K-pop from the inside out
By making you, the audience, the producers, “Produce 101” aims to reveal the blood, sweat and tears that go into making a K-pop star. “Countless pop groups debut over the course of a year, but only two or three of them receive public recognition,” explains the production team. “We wish to capture the trainees’ hard work to realize their dreams of becoming the top pop star in the country, or even a global pop star, regardless of the size of their entertainment company.”

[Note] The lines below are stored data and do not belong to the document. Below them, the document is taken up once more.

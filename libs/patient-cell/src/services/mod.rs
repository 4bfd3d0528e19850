pub mod patient;
pub mod preferred;

pub use patient::PatientService;
pub use preferred::PreferredCenterService;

To be sure, audiences get to see the effort, energy and determination required to become a pop star. At the same time, it has also shed light on less savory aspects of society. Lookism has reared its ugly head, so to speak, with good looking-but-less talented contestants doing better and more homely contestants taking criticism, particularly online. The show has also given audiences a front-row seat to the country’s hyper-competitive society. Trainees transform from happy, confident individuals to quivering messes before our very eyes. The show’s focus on rankings doesn’t help. The Korea Times quotes a local Internet user, “The level of competition-bound pressure has increased from the first season. I am worried about the trainees who will only become obsessed with the rankings and numbers in the end.”